#### EXERCISE REQUIREMENTS
Reproduce every line that appears below, precisely and completely.

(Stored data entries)
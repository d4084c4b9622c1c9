//! Error types for API calls.
//!
//! Every failure that crosses the HTTP adapter is an [`ApiError`]. The variant
//! encodes the classification the adapter already applied, so callers can
//! downgrade whitelisted not-found responses to "no data" without re-parsing
//! status codes.

use thiserror::Error;

use crate::constants::messages;

/// Coarse error category used for user-facing feedback.
#[derive(Debug, Clone, Copy, PartialEq, Eq)]
pub enum ErrorKind {
    Connectivity,
    Authentication,
    NotFound,
    Server,
    Other,
}

#[derive(Debug, Error)]
pub enum ApiError {
    /// No response reached us: connect failure, timeout, or broken body.
    #[error("Network error: {0}")]
    Connectivity(String),

    #[error("Authentication failed (status {status})")]
    Authentication { status: u16 },

    /// `silent` is set when the request path is on the optional-data
    /// whitelist and no notification was raised.
    #[error("Not found: {message}")]
    NotFound { message: String, silent: bool },

    #[error("Server error (status {status}): {message}")]
    Server { status: u16, message: String },

    #[error("Request failed (status {status}): {message}")]
    Status { status: u16, message: String },

    /// A 2xx envelope carrying `success: false`.
    #[error("Request rejected: {0}")]
    Rejected(String),

    #[error("Invalid response body: {0}")]
    Decode(String),

    #[error("Invalid URL: {0}")]
    Url(#[from] url::ParseError),

    #[error("Live channel error: {0}")]
    Channel(String),

    #[error("Client setup failed: {0}")]
    Setup(String),
}

pub type Result<T> = std::result::Result<T, ApiError>;

impl ApiError {
    /// Builds the error for a non-2xx status, the way the adapter classifies it.
    pub fn from_status(status: u16, server_message: Option<String>, silent: bool) -> Self {
        match status {
            401 | 403 => Self::Authentication { status },
            404 => Self::NotFound {
                message: server_message.unwrap_or_else(|| messages::NOT_FOUND.to_string()),
                silent,
            },
            500 => Self::Server {
                status,
                message: server_message.unwrap_or_else(|| messages::SERVER_ERROR.to_string()),
            },
            _ => Self::Status {
                status,
                message: server_message.unwrap_or_else(|| messages::REQUEST_FAILED.to_string()),
            },
        }
    }

    #[must_use]
    pub const fn kind(&self) -> ErrorKind {
        match self {
            Self::Connectivity(_) | Self::Channel(_) => ErrorKind::Connectivity,
            Self::Authentication { .. } => ErrorKind::Authentication,
            Self::NotFound { .. } => ErrorKind::NotFound,
            Self::Server { .. } => ErrorKind::Server,
            Self::Status { status, .. } if *status >= 500 => ErrorKind::Server,
            Self::Status { .. }
            | Self::Rejected(_)
            | Self::Decode(_)
            | Self::Url(_)
            | Self::Setup(_) => ErrorKind::Other,
        }
    }

    /// HTTP status carried by the failure, when a response was received.
    #[must_use]
    pub const fn status(&self) -> Option<u16> {
        match self {
            Self::Authentication { status }
            | Self::Server { status, .. }
            | Self::Status { status, .. } => Some(*status),
            Self::NotFound { .. } => Some(404),
            _ => None,
        }
    }

    #[must_use]
    pub const fn is_not_found(&self) -> bool {
        matches!(self, Self::NotFound { .. })
    }

    /// Whether the adapter suppressed user-visible feedback for this error.
    #[must_use]
    pub const fn is_silent(&self) -> bool {
        matches!(self, Self::NotFound { silent: true, .. })
    }

    /// Message shown to the user for this failure.
    #[must_use]
    pub fn user_message(&self) -> String {
        match self {
            Self::Connectivity(_) | Self::Channel(_) => messages::NETWORK_FAILED.to_string(),
            Self::Authentication { .. } => messages::AUTH_FAILED.to_string(),
            Self::NotFound { .. } => messages::NOT_FOUND.to_string(),
            Self::Server { .. } => messages::SERVER_ERROR.to_string(),
            Self::Status { message, .. } | Self::Rejected(message) => message.clone(),
            Self::Decode(_) | Self::Url(_) => messages::UNEXPECTED_RESPONSE.to_string(),
            Self::Setup(message) => message.clone(),
        }
    }
}

impl From<serde_json::Error> for ApiError {
    fn from(err: serde_json::Error) -> Self {
        Self::Decode(err.to_string())
    }
}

#### EXERCISE SOLUTION
repository d4084c4b9622c1c9
//! Error types for API calls.
//!
//! Every failure that crosses the HTTP adapter is an [`ApiError`]. The variant
//! encodes the classification the adapter already applied, so callers can
//! downgrade whitelisted not-found responses to "no data" without re-parsing
//! status codes.

use thiserror::Error;

use crate::constants::messages;

/// Coarse error category used for user-facing feedback.
#[derive(Debug, Clone, Copy, PartialEq, Eq)]
pub enum ErrorKind {
    Connectivity,
    Authentication,
    NotFound,
    Server,
    Other,
}

#[derive(Debug, Error)]
pub enum ApiError {
    /// No response reached us: connect failure, timeout, or broken body.
    #[error("Network error: {0}")]
    Connectivity(String),

    #[error("Authentication failed (status {status})")]
    Authentication { status: u16 },

    /// `silent` is set when the request path is on the optional-data
    /// whitelist and no notification was raised.
    #[error("Not found: {message}")]
    NotFound { message: String, silent: bool },

    #[error("Server error (status {status}): {message}")]
    Server { status: u16, message: String },

    #[error("Request failed (status {status}): {message}")]
    Status { status: u16, message: String },

    /// A 2xx envelope carrying `success: false`.
    #[error("Request rejected: {0}")]
    Rejected(String),

    #[error("Invalid response body: {0}")]
    Decode(String),

    #[error("Invalid URL: {0}")]
    Url(#[from] url::ParseError),

    #[error("Live channel error: {0}")]
    Channel(String),

    #[error("Client setup failed: {0}")]
    Setup(String),
}

pub type Result<T> = std::result::Result<T, ApiError>;

impl ApiError {
    /// Builds the error for a non-2xx status, the way the adapter classifies it.
    pub fn from_status(status: u16, server_message: Option<String>, silent: bool) -> Self {
        match status {
            401 | 403 => Self::Authentication { status },
            404 => Self::NotFound {
                message: server_message.unwrap_or_else(|| messages::NOT_FOUND.to_string()),
                silent,
            },
            500 => Self::Server {
                status,
                message: server_message.unwrap_or_else(|| messages::SERVER_ERROR.to_string()),
            },
            _ => Self::Status {
                status,
                message: server_message.unwrap_or_else(|| messages::REQUEST_FAILED.to_string()),
            },
        }
    }

    #[must_use]
    pub const fn kind(&self) -> ErrorKind {
        match self {
            Self::Connectivity(_) | Self::Channel(_) => ErrorKind::Connectivity,
            Self::Authentication { .. } => ErrorKind::Authentication,
            Self::NotFound { .. } => ErrorKind::NotFound,
            Self::Server { .. } => ErrorKind::Server,
            Self::Status { status, .. } if *status >= 500 => ErrorKind::Server,
            Self::Status { .. }
            | Self::Rejected(_)
            | Self::Decode(_)
            | Self::Url(_)
            | Self::Setup(_) => ErrorKind::Other,
        }
    }

    /// HTTP status carried by the failure, when a response was received.
    #[must_use]
    pub const fn status(&self) -> Option<u16> {
        match self {
            Self::Authentication { status }
            | Self::Server { status, .. }
            | Self::Status { status, .. } => Some(*status),
            Self::NotFound { .. } => Some(404),
            _ => None,
        }
    }

    #[must_use]
    pub const fn is_not_found(&self) -> bool {
        matches!(self, Self::NotFound { .. })
    }

    /// Whether the adapter suppressed user-visible feedback for this error.
    #[must_use]
    pub const fn is_silent(&self) -> bool {
        matches!(self, Self::NotFound { silent: true, .. })
    }

    /// Message shown to the user for this failure.
    #[must_use]
    pub fn user_message(&self) -> String {
        match self {
            Self::Connectivity(_) | Self::Channel(_) => messages::NETWORK_FAILED.to_string(),
            Self::Authentication { .. } => messages::AUTH_FAILED.to_string(),
            Self::NotFound { .. } => messages::NOT_FOUND.to_string(),
            Self::Server { .. } => messages::SERVER_ERROR.to_string(),
            Self::Status { message, .. } | Self::Rejected(message) => message.clone(),
            Self::Decode(_) | Self::Url(_) => messages::UNEXPECTED_RESPONSE.to_string(),
            Self::Setup(message) => message.clone(),
        }
    }
}

impl From<serde_json::Error> for ApiError {
    fn from(err: serde_json::Error) -> Self {
        Self::Decode(err.to_string())
    }
}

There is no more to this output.